Según su relato, esas matrices empujaron a la población hacia el estado más golpeado para entorpecer los rescates, y con ese argumento justificó la militarización de La Guaira. Calificó de miserable la politización de una emergencia humanitaria y recordó el costo que pagó la propia estructura del Estado, con la muerte de directores de la gobernación, funcionarios de seguridad y el presidente del Metro de Caracas. Esa pérdida institucional —subrayó— no frenó la maquinaria de respuesta estatal que ya estaba en marcha.
Cuarta clave: viviendas, morgue y reconstrucción
Sobre las edificaciones caídas, el punto que más críticas concentró, Rodríguez ofreció una cifra y una explicación técnica. «El 80% de los edificios que colapsaron son de desarrollos privados», señaló la mandataria encargada. Cientos de edificios fueron dañados, 189 colapsaron por completo.
Ubicó el grueso de los derrumbes en viviendas vacacionales de Caraballeda, Los Corales y Playa Grande, en La Guaira, y atribuyó la magnitud al doblete de potentes terremotos de 7.2 y 7.5, separados por menos de un minuto.
Evitó señalar a constructoras públicas o privadas y señaló que una comisión presidencial, que integran cuerpos de expertos de universidades, instituciones y empresas, evalúa la habitabilidad de infraestructuras mediante un sistema de semáforo, ya con decenas de edificios marcados en rojo en Caracas. La respuesta estatal también abarca la creación de un Estado Mayor para coordinar la atención a los afectados, avanzar en la habilitación de campamentos transitorios y de nuevos proyectos habitacionales.
La misma exigencia de rigor aplicó —dijo Rodríguez— al manejo de los fallecidos. En la morgue, el Gobierno recurrió a la identificación por huella dactilar y arcada dental, con el CENAMEC, la Fiscalía General y el Registro Civil, y descartó la fosa común para dejar en cada familia la decisión entre cremación o sepultura.
Ese cruce de datos —relató— corrigió errores llamativos, entre ellos el de cinco personas dadas por muertas que cargaron combustible después del sismo y quedaron registradas por su huella en las estaciones subsidiadas.
???? La presidenta (E) de Venezuela, Delcy Rodríguez, informó sobre la creación inicial de un "fondo para la reconstrucción" por un monto de 200 millones de dólares destinados a atender la emergencia.
— teleSUR TV (@teleSURtv) July 3, 2026
???? En torno a este anuncio, la mandataria nacional mencionó que sostuvo hoy una… pic.twitter.com/tvNH8ZXmPd
Con los vivos y los fallecidos contabilizados, la mandataria giró hacia el día después. La reconstrucción arrancó, según su anuncio, con un fondo inicial de 200 millones de dólares, centros de acopio con inventario y un bono para las zonas afectadas.

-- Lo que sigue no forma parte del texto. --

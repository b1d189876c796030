//! Core library for lexmetric.
//!
//! Fetches web documents, caches their paragraph text, and scores each text
//! for sentiment, readability, and surface statistics.
//!
//! # Modules
//!
//! - [`lexicon`] - Stop-word and sentiment word lists
//! - [`text`] - Tokenization and sentence splitting
//! - [`sentiment`], [`readability`], [`surface`] - The three scorers
//! - [`metrics`] - The merged per-document record
//! - [`fetch`] - HTTP fetching and paragraph extraction
//! - [`cache`] - On-disk cache of extracted text
//! - [`batch`] - Single-URL and batch drivers
//! - [`table`] - CSV/JSON input and output
//! - [`config`] - Configuration loading and management
//! - [`error`] - Error types and result aliases
//!
//! # Quick Start
//!
//! ```no_run
//! use lexmetric_core::{Analyzer, DocumentCache, HttpFetcher, KeyStrategy, Lexicon};
//!
//! let lexicon = Lexicon::load("dictionaries").expect("word lists");
//! let cache = DocumentCache::new("extracted_texts", KeyStrategy::UrlHash);
//! let fetcher = HttpFetcher::new(Default::default()).expect("HTTP client");
//! let analyzer = Analyzer::new(lexicon, cache, fetcher);
//!
//! let metrics = analyzer.analyze_url("https://example.com/").expect("analysis");
//! println!("fog index: {:.2}", metrics.fog_index);
//! ```
#![deny(unsafe_code)]

pub mod batch;
pub mod cache;
pub mod config;
pub mod error;
pub mod fetch;
pub mod lexicon;
pub mod metrics;
pub mod readability;
pub mod sentiment;
pub mod surface;
pub mod table;
pub mod text;

pub use batch::{Analyzer, BatchEntry, BatchOptions, BatchResult};
pub use cache::{CachedDocument, DocumentCache, KeyStrategy};
pub use config::{Config, ConfigLoader, ConfigSources, DEFAULT_MAX_INPUT_BYTES, LogLevel};
pub use error::{
    CacheError, CacheResult, ConfigError, ConfigResult, FetchError, LexiconError, LexiconResult,
    TableError, TableResult,
};
pub use fetch::{FetchConfig, Fetcher, HttpFetcher};
pub use lexicon::Lexicon;
pub use metrics::{MetricsRecord, analyze_text};
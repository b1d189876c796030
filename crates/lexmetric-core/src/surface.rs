//! Surface statistics: word count, syllables, pronouns, word length.
//!
//! Tokens are `\b\w+\b` runs with case preserved. Syllables are approximated
//! by counting lowercase vowels, and pronouns match exact lowercase forms.

use serde::{Deserialize, Serialize};

use crate::text;

/// Vowels counted toward the syllable estimate.
pub const VOWELS: &[char] = &['a', 'e', 'i', 'o', 'u'];

/// Personal pronouns counted by [`score`].
pub const PERSONAL_PRONOUNS: &[&str] = &["i", "we", "my", "ours", "us"];

/// Surface statistics for one document.
#[derive(Debug, Clone, Copy, Default, PartialEq, Serialize, Deserialize)]
pub struct SurfaceScores {
    /// Total token count.
    pub word_count: usize,
    /// Sum of vowel characters across all tokens.
    pub syllable_count: usize,
    /// Tokens equal to one of [`PERSONAL_PRONOUNS`].
    pub personal_pronouns: usize,
    /// Mean token length in characters.
    pub avg_word_length: f64,
}

/// Compute surface statistics for `text`.
#[tracing::instrument(skip_all, fields(text_len = text.len()))]
pub fn score(text: &str) -> SurfaceScores {
    let mut word_count = 0;
    let mut syllable_count = 0;
    let mut personal_pronouns = 0;
    let mut total_chars = 0;

    for token in text::word_tokens(text) {
        word_count += 1;
        total_chars += token.chars().count();
        syllable_count += token.chars().filter(|c| VOWELS.contains(c)).count();
        if PERSONAL_PRONOUNS.contains(&token) {
            personal_pronouns += 1;
        }
    }

    let avg_word_length = if word_count > 0 {
        total_chars as f64 / word_count as f64
    } else {
        0.0
    };

    SurfaceScores {
        word_count,
        syllable_count,
        personal_pronouns,
        avg_word_length,
    }
}

#[cfg(test)]
mod tests {
    use super::*;

    #[test]
    fn counts_words_and_vowels() {
        let s = score("Hello world, banana!");
        assert_eq!(s.word_count, 3);
        // hello: e,o  world: o  banana: a,a,a
        assert_eq!(s.syllable_count, 6);
        assert!((s.avg_word_length - 16.0 / 3.0).abs() < 1e-9);
    }

    #[test]
    fn uppercase_vowels_are_not_counted() {
        assert_eq!(score("AEIOU aeiou").syllable_count, 5);
    }

    #[test]
    fn pronouns_match_exact_lowercase_forms() {
        let s = score("we told us that my plan and ours won; I agreed but i said so");
        // we, us, my, ours, i  ("I" is capitalized and does not match)
        assert_eq!(s.personal_pronouns, 5);
    }

    #[test]
    fn pronoun_lookalikes_are_ignored() {
        assert_eq!(score("US us use myself weekly").personal_pronouns, 1);
    }

    #[test]
    fn empty_input_scores_zero() {
        assert_eq!(score(""), SurfaceScores::default());
        assert_eq!(score("?!").word_count, 0);
    }
}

A ello sumó exoneraciones de tasas notariales y de registro inmobiliario, gestiones con la banca para créditos habitacionales y campamentos transitorios que atienden a más de 11.000 personas, organizados por familias y con equipos de psicólogos. Cerrado ese inventario de acciones, Rodríguez reservó para el final su carta más directa.
Quinta clave: la vara de la auditoría
La presidenta encargada de Venezuela reivindicó la que definió como la apertura internacional más amplia del país y una coordinación inmediata con el coordinador humanitario de la ONU. Sobre esa base lanzó su oferta de cierre: «El que quiera auditar la realidad está a la disposición, porque todas esas órdenes están por escrito».
Esa invitación fija la vara con la que se medirá su gestión en las semanas próximas. Mientras la formulaba, los equipos internacionales todavía extraían sobrevivientes de entre los escombros, ocho días después del doblete sísmico que puso a prueba al Estado que ella conduce y a la nación.